* Task objective:
Please repeat the line that has "-> Result<Option<ProviderConfig>, CreditError>" and all lines after it, exactly as they appear, through the end of the entries.

┄┄┄┄┄┄

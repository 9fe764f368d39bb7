//! Page/page-size clamping shared by every listing operation.

pub const DEFAULT_PAGE_SIZE: i64 = 20;
pub const MAX_PAGE_SIZE: i64 = 100;

/// Clamped page request. Invalid input is corrected, never rejected.
#[derive(Debug, Clone, Copy, PartialEq, Eq)]
pub struct Page {
    pub page: i64,
    pub page_size: i64,
}

impl Page {
    /// `page < 1` becomes 1, `page_size < 1` becomes 20, `page_size > 100` becomes 100.
    pub fn new(page: i64, page_size: i64) -> Self {
        let page = page.max(1);
        let page_size = if page_size <= 0 {
            DEFAULT_PAGE_SIZE
        } else {
            page_size.min(MAX_PAGE_SIZE)
        };
        Self { page, page_size }
    }

    pub fn limit(&self) -> i64 {
        self.page_size
    }

    pub fn offset(&self) -> i64 {
        (self.page - 1).saturating_mul(self.page_size)
    }
}

#[cfg(test)]
mod tests {
    use super::*;

    #[test]
    fn clamps_invalid_input() {
        assert_eq!(Page::new(0, 0), Page { page: 1, page_size: 20 });
        assert_eq!(Page::new(-3, 500), Page { page: 1, page_size: 100 });
        assert_eq!(Page::new(3, 10).offset(), 20);
    }
}
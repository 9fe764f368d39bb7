//! Provider config management scoped by owner, plus the pricing overview.

use crate::error::CreditError;
use crate::models::{
    ConfigOwner, NewProviderConfig, ProviderConfig, ProviderConfigView, ServiceType,
    UpdateProviderConfig, PLATFORM_OWNER_ID,
};
use crate::services::resolver::ConfigResolver;
use crate::services::store::CreditStore;
use serde::Serialize;
use std::sync::Arc;
use tracing::{info, instrument, warn};

/// Resolved price for one service type.
#[derive(Debug, Clone, PartialEq, Serialize)]
pub struct PricingItem {
    pub service_type: ServiceType,
    pub config_id: i64,
    pub model: String,
    pub credit_cost: i64,
}

#[derive(Debug, Clone, Serialize)]
pub struct PricingOverview {
    pub items: Vec<PricingItem>,
    pub user_configs: Vec<ProviderConfigView>,
    pub platform_configs: Vec<ProviderConfigView>,
}

/// User id 0 is the platform's owner id in storage.
fn check_owner(owner: ConfigOwner) -> Result<(), CreditError> {
    match owner {
        ConfigOwner::User(PLATFORM_OWNER_ID) => Err(CreditError::InvalidInput(format!(
            "user id {} is reserved for platform configs",
            PLATFORM_OWNER_ID
        ))),
        _ => Ok(()),
    }
}

#[derive(Clone)]
pub struct ProviderConfigService {
    store: Arc<dyn CreditStore>,
    resolver: ConfigResolver,
}

impl ProviderConfigService {
    pub fn new(store: Arc<dyn CreditStore>, resolver: ConfigResolver) -> Self {
        Self { store, resolver }
    }

    #[instrument(skip(self, input), fields(owner = ?owner, service_type = %input.service_type))]
    pub async fn create(
        &self,
        owner: ConfigOwner,
        input: &NewProviderConfig,
    ) -> Result<ProviderConfig, CreditError> {
        check_owner(owner)?;
        if input.credit_cost < 0 {
            return Err(CreditError::InvalidAmount(input.credit_cost));
        }
        let config = self.store.create_config(owner, input).await?;
        info!(
            config_id = config.config_id,
            owner_user_id = owner.owner_id(),
            "Provider config created"
        );
        Ok(config)
    }

    /// All configs of exactly one owner scope, priority desc then id asc.
    pub async fn list(
        &self,
        owner: ConfigOwner,
        service_type: Option<ServiceType>,
    ) -> Result<Vec<ProviderConfig>, CreditError> {
        check_owner(owner)?;
        self.store.list_configs(owner, service_type, false).await
    }

    pub async fn list_platform_configs(
        &self,
        service_type: Option<ServiceType>,
    ) -> Result<Vec<ProviderConfig>, CreditError> {
        self.list(ConfigOwner::Platform, service_type).await
    }

    pub async fn list_user_configs(
        &self,
        user_id: i64,
        service_type: Option<ServiceType>,
    ) -> Result<Vec<ProviderConfig>, CreditError> {
        self.list(ConfigOwner::User(user_id), service_type).await
    }

    #[instrument(skip(self, patch), fields(owner = ?owner))]
    pub async fn update(
        &self,
        owner: ConfigOwner,
        config_id: i64,
        patch: &UpdateProviderConfig,
    ) -> Result<ProviderConfig, CreditError> {
        check_owner(owner)?;
        if let Some(cost) = patch.credit_cost.filter(|c| *c < 0) {
            return Err(CreditError::InvalidAmount(cost));
        }
        let config = self
            .store
            .update_config(owner, config_id, patch)
            .await?
            .ok_or_else(|| CreditError::NotFound(format!("provider config {}", config_id)))?;
        info!(config_id = config_id, "Provider config updated");
        Ok(config)
    }

    #[instrument(skip(self), fields(owner = ?owner))]
    pub async fn delete(&self, owner: ConfigOwner, config_id: i64) -> Result<(), CreditError> {
        check_owner(owner)?;
        if !self.store.delete_config(owner, config_id).await? {
            return Err(CreditError::NotFound(format!(
                "provider config {}",
                config_id
            )));
        }
        info!(config_id = config_id, "Provider config deleted");
        Ok(())
    }

    pub async fn default_platform_config(
        &self,
        service_type: ServiceType,
    ) -> Result<Option<ProviderConfig>, CreditError> {
        self.resolver.default_config(service_type).await
    }

    /// Effective price per service type for `user_id`, with both config scopes.
    #[instrument(skip(self))]
    pub async fn pricing_overview(&self, user_id: i64) -> Result<PricingOverview, CreditError> {
        let mut items = Vec::new();
        for service_type in ServiceType::ALL {
            match self.resolver.resolve_price(service_type, "", user_id).await {
                Ok(quote) => items.push(PricingItem {
                    service_type,
                    config_id: quote.pricing_config_id.unwrap_or(quote.execution.config.config_id),
                    model: quote.execution.model,
                    credit_cost: quote.credit_cost,
                }),
                Err(CreditError::NoConfigFound { .. }) => {
                    warn!(service_type = %service_type, "No provider config for pricing overview");
                }
                Err(e) => return Err(e),
            }
        }

        let user_configs = self.list_user_configs(user_id, None).await?;
        let platform_configs = self.list_platform_configs(None).await?;

        Ok(PricingOverview {
            items,
            user_configs: user_configs.iter().map(ProviderConfigView::from).collect(),
            platform_configs: platform_configs
                .iter()
                .map(ProviderConfigView::from)
                .collect(),
        })
    }
}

┄┄┄┄┄┄

* Reply to the exercise:
    ) -> Result<Option<ProviderConfig>, CreditError> {
        self.resolver.default_config(service_type).await
    }

    /// Effective price per service type for `user_id`, with both config scopes.
    #[instrument(skip(self))]
    pub async fn pricing_overview(&self, user_id: i64) -> Result<PricingOverview, CreditError> {
        let mut items = Vec::new();
        for service_type in ServiceType::ALL {
            match self.resolver.resolve_price(service_type, "", user_id).await {
                Ok(quote) => items.push(PricingItem {
                    service_type,
                    config_id: quote.pricing_config_id.unwrap_or(quote.execution.config.config_id),
                    model: quote.execution.model,
                    credit_cost: quote.credit_cost,
                }),
                Err(CreditError::NoConfigFound { .. }) => {
                    warn!(service_type = %service_type, "No provider config for pricing overview");
                }
                Err(e) => return Err(e),
            }
        }

        let user_configs = self.list_user_configs(user_id, None).await?;
        let platform_configs = self.list_platform_configs(None).await?;

        Ok(PricingOverview {
            items,
            user_configs: user_configs.iter().map(ProviderConfigView::from).collect(),
            platform_configs: platform_configs
                .iter()
                .map(ProviderConfigView::from)
                .collect(),
        })
    }
}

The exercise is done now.